I’m writing a memoir about panic and I’ve learned a thing or two or three about stress.
Did you know that “fight or flight” doesn’t have to mean running away from an actual threat? The threat can be perceived. In fact, oftentimes, you are the only threat.
Tonight I received an email, some notes on writing. I panicked while reading it and immediately decided that I’m a loser who can’t write. From within self-hate, I felt restless. But, I recently read Flea’s memoir Acid for the Children, an unexpectedly lovely awesome book. He eventually writes that, as he’s aged, he’s learned to sit with his pain instead of using drugs or alcohol to run away from it. And so, I lay there until it felt ok. It felt ok to have pain. I mean, truly, pain isn’t an end to anything. I re-read the email and it was full of compliments.
I’m taking ten minutes now. I want to tell you about my Andrew Bird Days.
Queen’s Park, Toronto, was just a park to me. I didn’t know there were government buildings behind it, a mass of offices formally known as “Queen’s Park.”
I had a friend who was an apparent best friend but truly I didn’t like her at all. One time her antisemitic mother told me that I needed to invest in a bra and while I hated receiving that comment, it felt to me like a great summary of my relationship with her daughter. The friendship needed a bra or else it might as well have settled on a stomach somewhere.
My friend, Chloe, was a political science major which she mentioned all the time. But, her minor was in Buddhism.
I wondered how anyone could pursue the two topics at once. On one hand, the state of the world was dissected into little units which were formulaically dissected further into democratic potential and then discussed with theoretical disregard for socially necessary emotions. That was political science. And, then there was Buddhism. A study of nothingness, an actual denial of anything-ness, including countries, including governments, and especially including laws.
Her contradictions sucked.
At the time of our friendship, I loved Andrew Bird. His music followed me everywhere, like fairy dust. I didn’t want to tell anyone about Andrew Bird’s music even though, from his discography, I could tell that just about everyone in the world had heard of him already.
I was, and I remain to be, a loner on the edge of complete non-matter.
I had no idea what music people were listening to and I didn’t care. To me, Andrew Bird matched my life in collegiate Toronto. His bouncy guitar, white-male voice, and poetic narrative felt appropriate. It felt like he understood my environment and he was writing about my relationship to that environment’s privileged nonsense.
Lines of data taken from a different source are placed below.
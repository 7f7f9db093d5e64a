use crate::core::math::transform::TransformFactory;
use crate::scene::material::Material;
use crate::scene::mesh::Mesh;
use nalgebra::Matrix4;

/// Represents an instance of a mesh in the scene with its own transformation.
pub struct SceneObject {
    pub mesh: Mesh,
    pub material: Material,
    pub transform: Matrix4<f32>,
}

impl SceneObject {
    pub fn new(mesh: Mesh, material: Material, transform: Matrix4<f32>) -> Self {
        Self {
            mesh,
            material,
            transform,
        }
    }

    /// Spins the object about its own Y axis (applied in model space).
    pub fn rotate_y(&mut self, angle_rad: f32) {
        self.transform *= TransformFactory::rotation_y(angle_rad);
    }
}
pub mod config;
pub mod image;
pub mod obj_loader;
use log::{info, warn};
use nalgebra::Vector3;
use std::fmt;
use std::str::FromStr;

/// Lighting term written to the framebuffer.
#[derive(Debug, Clone, Copy, PartialEq, Eq, Default)]
pub enum ShadingMode {
    ObservedArea,
    Diffuse,
    Specular,
    #[default]
    Combined,
}

impl ShadingMode {
    /// ObservedArea -> Diffuse -> Specular -> Combined -> ObservedArea.
    pub fn next(self) -> Self {
        match self {
            ShadingMode::ObservedArea => ShadingMode::Diffuse,
            ShadingMode::Diffuse => ShadingMode::Specular,
            ShadingMode::Specular => ShadingMode::Combined,
            ShadingMode::Combined => ShadingMode::ObservedArea,
        }
    }

    /// Parses a config/CLI string, falling back to `Combined` with a warning.
    pub fn parse_or_default(value: &str) -> Self {
        value.parse().unwrap_or_else(|e| {
            warn!("{}, using {}", e, ShadingMode::default());
            ShadingMode::default()
        })
    }
}

impl FromStr for ShadingMode {
    type Err = String;

    fn from_str(s: &str) -> Result<Self, Self::Err> {
        match s.to_lowercase().replace(['-', '_'], "").as_str() {
            "observedarea" | "area" => Ok(ShadingMode::ObservedArea),
            "diffuse" => Ok(ShadingMode::Diffuse),
            "specular" => Ok(ShadingMode::Specular),
            "combined" | "full" => Ok(ShadingMode::Combined),
            _ => Err(format!("Unknown shading mode '{}'", s)),
        }
    }
}

impl fmt::Display for ShadingMode {
    fn fmt(&self, f: &mut fmt::Formatter<'_>) -> fmt::Result {
        let name = match self {
            ShadingMode::ObservedArea => "observed-area",
            ShadingMode::Diffuse => "diffuse",
            ShadingMode::Specular => "specular",
            ShadingMode::Combined => "combined",
        };
        f.write_str(name)
    }
}

pub const DEFAULT_CLEAR_COLOR: [u8; 3] = [100, 100, 100];
pub const UNIFORM_CLEAR_COLOR: [u8; 3] = [36, 36, 36];

/// Render toggles, passed explicitly into every frame.
#[derive(Debug, Clone, PartialEq)]
pub struct RenderSettings {
    pub shading_mode: ShadingMode,
    pub use_normal_map: bool,
    pub show_depth: bool,
    pub show_bounding_box: bool,
    pub uniform_clear_color: bool,
    pub rotation_enabled: bool,
}

impl Default for RenderSettings {
    fn default() -> Self {
        Self {
            shading_mode: ShadingMode::default(),
            use_normal_map: true,
            show_depth: false,
            show_bounding_box: false,
            uniform_clear_color: false,
            rotation_enabled: true,
        }
    }
}

impl RenderSettings {
    pub fn cycle_shading_mode(&mut self) {
        self.shading_mode = self.shading_mode.next();
        info!("Shading mode: {}", self.shading_mode);
    }

    pub fn toggle_normal_map(&mut self) {
        self.use_normal_map = !self.use_normal_map;
        info!("Normal mapping: {}", on_off(self.use_normal_map));
    }

    pub fn toggle_depth_view(&mut self) {
        self.show_depth = !self.show_depth;
        info!("Depth visualization: {}", on_off(self.show_depth));
    }

    pub fn toggle_bounding_box_view(&mut self) {
        self.show_bounding_box = !self.show_bounding_box;
        info!("Bounding box visualization: {}", on_off(self.show_bounding_box));
    }

    pub fn toggle_uniform_clear_color(&mut self) {
        self.uniform_clear_color = !self.uniform_clear_color;
        info!("Uniform clear color: {}", on_off(self.uniform_clear_color));
    }

    pub fn toggle_rotation(&mut self) {
        self.rotation_enabled = !self.rotation_enabled;
        info!("Rotation: {}", on_off(self.rotation_enabled));
    }

    /// Background color for the current frame, in [0, 1].
    pub fn clear_color(&self) -> Vector3<f32> {
        let [r, g, b] = if self.uniform_clear_color {
            UNIFORM_CLEAR_COLOR
        } else {
            DEFAULT_CLEAR_COLOR
        };
        Vector3::new(r as f32, g as f32, b as f32) / 255.0
    }
}

fn on_off(enabled: bool) -> &'static str {
    if enabled { "on" } else { "off" }
}

#[cfg(test)]
mod tests {
    use super::*;
    use approx::assert_relative_eq;

    #[test]
    fn shading_mode_cycles_through_all_four() {
        let mut mode = ShadingMode::ObservedArea;
        let mut seen = vec![mode];
        for _ in 0..4 {
            mode = mode.next();
            seen.push(mode);
        }
        assert_eq!(
            seen,
            vec![
                ShadingMode::ObservedArea,
                ShadingMode::Diffuse,
                ShadingMode::Specular,
                ShadingMode::Combined,
                ShadingMode::ObservedArea,
            ]
        );
    }

    #[test]
    fn shading_mode_parses_display_names() {
        for mode in [
            ShadingMode::ObservedArea,
            ShadingMode::Diffuse,
            ShadingMode::Specular,
            ShadingMode::Combined,
        ] {
            assert_eq!(mode.to_string().parse::<ShadingMode>(), Ok(mode));
        }
        assert_eq!("Observed_Area".parse::<ShadingMode>(), Ok(ShadingMode::ObservedArea));
        assert_eq!(ShadingMode::parse_or_default("phong"), ShadingMode::Combined);
    }

    #[test]
    fn toggles_flip_state() {
        let mut settings = RenderSettings::default();
        settings.toggle_depth_view();
        settings.toggle_normal_map();
        settings.cycle_shading_mode();
        assert!(settings.show_depth);
        assert!(!settings.use_normal_map);
        assert_eq!(settings.shading_mode, ShadingMode::ObservedArea);
    }

    #[test]
    fn clear_color_follows_uniform_toggle() {
        let mut settings = RenderSettings::default();
        assert_relative_eq!(settings.clear_color() * 255.0, Vector3::new(100.0, 100.0, 100.0), epsilon = 1e-4);
        settings.toggle_uniform_clear_color();
        assert!(settings.uniform_clear_color);
        assert!(settings.clear_color().x < 0.15);
    }
}
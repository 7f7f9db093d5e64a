use crate::core::geometry::{Vertex, normalize_or_zero};
use crate::scene::mesh::{Mesh, PrimitiveTopology};
use log::{info, warn};
use nalgebra::{Point3, Vector2, Vector3};
use std::path::Path;

/// Loads an OBJ file into a single triangle-list Mesh.
///
/// OBJ data is right-handed; positions and normals get their z negated, `v`
/// is flipped and each face's winding is reversed so front faces stay
/// clockwise on screen. Tangents are derived from the UV layout.
pub fn load_obj<P: AsRef<Path>>(path: P) -> Result<Mesh, String> {
    let path = path.as_ref();
    if !path.exists() {
        return Err(format!("File not found: {}", path.display()));
    }

    info!("Loading OBJ file: {}", path.display());

    let load_options = tobj::LoadOptions {
        triangulate: true,
        single_index: true,
        ..Default::default()
    };

    let (models, _materials) =
        tobj::load_obj(path, &load_options).map_err(|e| format!("Failed to load OBJ: {}", e))?;

    let mut vertices = Vec::new();
    let mut indices = Vec::new();

    // Sub-meshes are merged; indices are offset by the vertices already added.
    for model in models {
        let mesh = &model.mesh;
        let index_offset = vertices.len() as u32;
        let num_vertices = mesh.positions.len() / 3;

        let has_normals = mesh.normals.len() == mesh.positions.len();
        let has_texcoords = mesh.texcoords.len() / 2 == num_vertices;

        if !has_normals {
            warn!("Mesh '{}' is missing normals. Using (0, 0, -1).", model.name);
        }
        if !has_texcoords {
            warn!("Mesh '{}' is missing texture coordinates.", model.name);
        }

        for i in 0..num_vertices {
            let position = Point3::new(
                mesh.positions[i * 3],
                mesh.positions[i * 3 + 1],
                -mesh.positions[i * 3 + 2],
            );

            let normal = if has_normals {
                Vector3::new(
                    mesh.normals[i * 3],
                    mesh.normals[i * 3 + 1],
                    -mesh.normals[i * 3 + 2],
                )
            } else {
                Vector3::new(0.0, 0.0, -1.0)
            };

            let uv = if has_texcoords {
                Vector2::new(mesh.texcoords[i * 2], 1.0 - mesh.texcoords[i * 2 + 1])
            } else {
                Vector2::zeros()
            };

            vertices.push(Vertex::new(position, normal, Vector3::zeros(), uv));
        }

        for face in mesh.indices.chunks_exact(3) {
            indices.extend_from_slice(&[
                face[0] + index_offset,
                face[2] + index_offset,
                face[1] + index_offset,
            ]);
        }
    }

    compute_tangents(&mut vertices, &indices);

    info!(
        "OBJ loaded successfully. Total vertices: {}, Total indices: {}",
        vertices.len(),
        indices.len()
    );

    Mesh::new(vertices, indices, PrimitiveTopology::TriangleList)
}

/// Accumulates per-face UV tangents onto each vertex, then orthogonalizes
/// them against the normal (Gram-Schmidt).
pub fn compute_tangents(vertices: &mut [Vertex], indices: &[u32]) {
    let mut accumulated = vec![Vector3::zeros(); vertices.len()];

    for face in indices.chunks_exact(3) {
        let [i0, i1, i2] = [face[0] as usize, face[1] as usize, face[2] as usize];
        if i0 >= vertices.len() || i1 >= vertices.len() || i2 >= vertices.len() {
            continue;
        }
        let (v0, v1, v2) = (&vertices[i0], &vertices[i1], &vertices[i2]);

        let edge0 = v1.position - v0.position;
        let edge1 = v2.position - v0.position;
        let duv0 = v1.uv - v0.uv;
        let duv1 = v2.uv - v0.uv;

        let det = duv0.x * duv1.y - duv1.x * duv0.y;
        if det.abs() < f32::EPSILON {
            continue;
        }

        let tangent = (edge0 * duv1.y - edge1 * duv0.y) / det;
        for i in [i0, i1, i2] {
            accumulated[i] += tangent;
        }
    }

    for (vertex, tangent) in vertices.iter_mut().zip(accumulated) {
        let n = vertex.normal;
        let orthogonal = normalize_or_zero(tangent - n * n.dot(&tangent));
        vertex.tangent = if orthogonal == Vector3::zeros() {
            any_perpendicular(&n)
        } else {
            orthogonal
        };
    }
}

/// A unit vector perpendicular to `n`, for vertices without usable UVs.
fn any_perpendicular(n: &Vector3<f32>) -> Vector3<f32> {
    let helper = if n.x.abs() < 0.9 {
        Vector3::x()
    } else {
        Vector3::y()
    };
    normalize_or_zero(helper - n * n.dot(&helper))
}
use nalgebra::Vector3;

/// A light source that is infinitely far away (e.g., Sun).
/// Rays are parallel.
#[derive(Debug, Clone)]
pub struct DirectionalLight {
    /// Direction the light travels, normalized.
    pub direction: Vector3<f32>,
    pub intensity: f32,
}

impl DirectionalLight {
    pub fn new(direction: Vector3<f32>, intensity: f32) -> Self {
        Self {
            direction: direction.normalize(),
            intensity,
        }
    }
}

impl Default for DirectionalLight {
    fn default() -> Self {
        Self::new(Vector3::new(0.577, -0.577, 0.577), 7.0)
    }
}
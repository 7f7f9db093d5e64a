use crate::scene::camera::Camera;
use crate::scene::light::DirectionalLight;
use crate::scene::scene_object::SceneObject;

/// Holds all scene resources required for rendering.
pub struct RenderContext {
    pub camera: Camera,
    pub light: DirectionalLight,
    /// Phong exponent before scaling by the gloss map.
    pub shininess: f32,
    pub scene_objects: Vec<SceneObject>,
}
Eventually, I told Chloe that I liked Andrew Bird. I think sometimes I would tell her things hoping she would help me enjoy life better. Instead, she told me that her boyfriend’s friends loved Andrew Bird. They knew everything about him. (What is there to know?)
Her boyfriend’s friends didn’t like me especially his best friend who was apparently the world’s biggest Andrew Bird fan. I didn’t like his friends. And, I realized as she broke my heart in mentioning them, they were Andrew Bird. White, pretentious, smug, guitars and strings, poetry and black t-shirts. Fuck.
Soon after, I tried engaging the leader of her boyfriend’s pack. We were in a bar and, whatever I said to him, he launched into a dissertation on Jews and Israel and how we’re all in need of correction.
I left the table. Walking through the bar, someone grabbed my ass. I turned to see who it was but couldn’t identify anyone.
At a table next to me, I asked two guys if they “saw that?”
I recognized them as two idiots I had met a couple months previous at this same bar.
Two other Andrew Birds.
That night, I completely fell in “crush” with one of them.
Years later we had a short fling until he proved to hate me.
I think it became clear, after a while. Andrew Bird sounds nice. But he’s a real asshole up close.
A decade later, I feel repaired now. And I like his music again. Something about it reminds me that I’m sad, and sad is normal, and it’s ok to be ok with that.